I have gotten sober by simply not using after some pretty brutal self-detoxes. When I have been unmedicated or otherwise untreated, I invariably went back to substances, and this seems to be a pattern with substance and comorbid mental illness, definitely including bipolar disorder. One without the other wouldn't work for me, despite pretty much taking the position that alcohol and drugs are off the table, for life.

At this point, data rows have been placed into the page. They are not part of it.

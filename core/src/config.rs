//! Client configuration.
//!
//! # Design
//! Everything here is fixed at construction and read-only afterwards, so a
//! `TopClient` can be shared between threads without locking. The UTC offset
//! used when stamping `timestamp` is part of the configuration rather than a
//! process-wide constant; it defaults to China Standard Time (UTC+8, no DST).

use std::fmt;
use std::time::Duration;

use chrono::FixedOffset;
use serde::Deserialize;
use tracing::info;
use url::Url;

use crate::error::ApiError;

/// Endpoint for single calls.
pub const DEFAULT_API_URL: &str = "https://eco.taobao.com/router/rest";
/// Endpoint for batch calls.
pub const DEFAULT_BATCH_URL: &str = "https://eco.taobao.com/router/batch";
pub const DEFAULT_TIMEOUT_MS: u64 = 10_000;
/// UTC+8.
pub const DEFAULT_UTC_OFFSET_SECS: i32 = 8 * 3600;

const MAX_UTC_OFFSET_SECS: u32 = 24 * 3600;

#[derive(Clone, Deserialize)]
pub struct ClientConfig {
    pub app_key: String,
    pub app_secret: String,
    #[serde(default = "default_api_url")]
    pub api_url: String,
    #[serde(default = "default_batch_url")]
    pub batch_url: String,
    #[serde(default)]
    pub session: Option<String>,
    #[serde(default = "default_timeout_ms")]
    pub timeout_ms: u64,
    #[serde(default = "default_utc_offset_secs")]
    pub utc_offset_secs: i32,
}

fn default_api_url() -> String {
    DEFAULT_API_URL.to_string()
}

fn default_batch_url() -> String {
    DEFAULT_BATCH_URL.to_string()
}

fn default_timeout_ms() -> u64 {
    DEFAULT_TIMEOUT_MS
}

fn default_utc_offset_secs() -> i32 {
    DEFAULT_UTC_OFFSET_SECS
}

impl ClientConfig {
    /// Create a configuration with default endpoints. Key and secret must be
    /// non-empty.
    pub fn new(app_key: &str, app_secret: &str) -> Result<Self, ApiError> {
        let config = Self {
            app_key: app_key.to_string(),
            app_secret: app_secret.to_string(),
            api_url: default_api_url(),
            batch_url: default_batch_url(),
            session: None,
            timeout_ms: DEFAULT_TIMEOUT_MS,
            utc_offset_secs: DEFAULT_UTC_OFFSET_SECS,
        };
        config.validate()?;
        Ok(config)
    }

    /// Load from `TOP_APP_KEY`, `TOP_APP_SECRET` and the optional
    /// `TOP_API_URL`, `TOP_BATCH_URL`, `TOP_SESSION`, `TOP_TIMEOUT_SECS`.
    pub fn from_env() -> Result<Self, ApiError> {
        Self::from_lookup(|name| std::env::var(name).ok())
    }

    fn from_lookup<F>(lookup: F) -> Result<Self, ApiError>
    where
        F: Fn(&str) -> Option<String>,
    {
        let app_key = lookup("TOP_APP_KEY").ok_or_else(|| ApiError::Config("TOP_APP_KEY not set".to_string()))?;
        let app_secret =
            lookup("TOP_APP_SECRET").ok_or_else(|| ApiError::Config("TOP_APP_SECRET not set".to_string()))?;
        let mut config = Self::new(&app_key, &app_secret)?;
        if let Some(url) = lookup("TOP_API_URL") {
            config.api_url = url;
        }
        if let Some(url) = lookup("TOP_BATCH_URL") {
            config.batch_url = url;
        }
        config.session = lookup("TOP_SESSION").filter(|s| !s.is_empty());
        if let Some(raw) = lookup("TOP_TIMEOUT_SECS") {
            let secs: u64 = raw
                .parse()
                .map_err(|_| ApiError::Config(format!("TOP_TIMEOUT_SECS is not a number: {raw}")))?;
            config.timeout_ms = secs.saturating_mul(1000);
        }
        config.validate()?;
        info!(api_url = %config.api_url, batch_url = %config.batch_url, "client configuration loaded");
        Ok(config)
    }

    pub fn with_api_url(mut self, url: &str) -> Self {
        self.api_url = url.to_string();
        self
    }

    pub fn with_batch_url(mut self, url: &str) -> Self {
        self.batch_url = url.to_string();
        self
    }

    /// Set the user session token. An empty token means no session.
    pub fn with_session(mut self, session: &str) -> Self {
        self.session = Some(session.to_string()).filter(|s| !s.is_empty());
        self
    }

    /// Per-call deadline, kept at millisecond precision.
    pub fn with_timeout(mut self, timeout: Duration) -> Self {
        self.timeout_ms = u64::try_from(timeout.as_millis()).unwrap_or(u64::MAX);
        self
    }

    pub fn with_utc_offset_secs(mut self, secs: i32) -> Self {
        self.utc_offset_secs = secs;
        self
    }

    pub fn timeout(&self) -> Duration {
        Duration::from_millis(self.timeout_ms)
    }

    pub fn utc_offset(&self) -> Result<FixedOffset, ApiError> {
        FixedOffset::east_opt(self.utc_offset_secs)
            .ok_or_else(|| ApiError::Config(format!("UTC offset out of range: {}s", self.utc_offset_secs)))
    }

    /// The session token, if one is configured and non-empty.
    pub fn session(&self) -> Option<&str> {
        self.session.as_deref().filter(|s| !s.is_empty())
    }

    pub fn validate(&self) -> Result<(), ApiError> {
        if self.app_key.is_empty() {
            return Err(ApiError::Config("app key cannot be empty".to_string()));
        }
        if self.app_secret.is_empty() {
            return Err(ApiError::Config("app secret cannot be empty".to_string()));
        }
        for (name, value) in [("api_url", &self.api_url), ("batch_url", &self.batch_url)] {
            Url::parse(value).map_err(|e| ApiError::Config(format!("{name} {value:?} is invalid: {e}")))?;
        }
        if self.timeout_ms == 0 {
            return Err(ApiError::Config("timeout must be at least one millisecond".to_string()));
        }
        if self.utc_offset_secs.unsigned_abs() >= MAX_UTC_OFFSET_SECS {
            return Err(ApiError::Config(format!(
                "UTC offset out of range: {}s",
                self.utc_offset_secs
            )));
        }
        Ok(())
    }
}

impl fmt::Debug for ClientConfig {
    fn fmt(&self, f: &mut fmt::Formatter<'_>) -> fmt::Result {
        f.debug_struct("ClientConfig")
            .field("app_key", &self.app_key)
            .field("app_secret", &"<redacted>")
            .field("api_url", &self.api_url)
            .field("batch_url", &self.batch_url)
            .field("session", &self.session.as_ref().map(|_| "<redacted>"))
            .field("timeout_ms", &self.timeout_ms)
            .field("utc_offset_secs", &self.utc_offset_secs)
            .finish()
    }
}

I have encountered 12 Step "big book thumpers" (thankfully none at SR, at least not overtly) who view psych meds as meaning you are NOT sober, that people who do meetings and step work and follow the Big Book should need nothing else to address any mental health issues if they remain sober. I find that the reliance solely on a Big Plan without addressing mental health issues as equally important as sobriety to be similarly irresponsible, even dangerous. Untreated mental illness can, and often does, lead right back to the DOC.

Bipolar disorder responds extremely well to medication, but also has a notoriously poor rate of long term medication compliance. People like hypomania, and will often go "off their meds" to chase it. The LAST thing that population needs is to have another reason to stop taking their medication. Also, like the kindling effect of alcohol, mania seems to worsen every time it occurs, and cycling shortens. Of course there is overdiagnosis and overmedication, but there is also a lifelong pattern in many bipolar disorder patients of leveling out the moods with meds, feeling better, thinking "I got this" and going off the meds, and ending up back in the hospital.

Addiction is a highly complex state with a nearly infinite amounts of individual variations. It does not lend itself to a one-size-fits-all treatment method.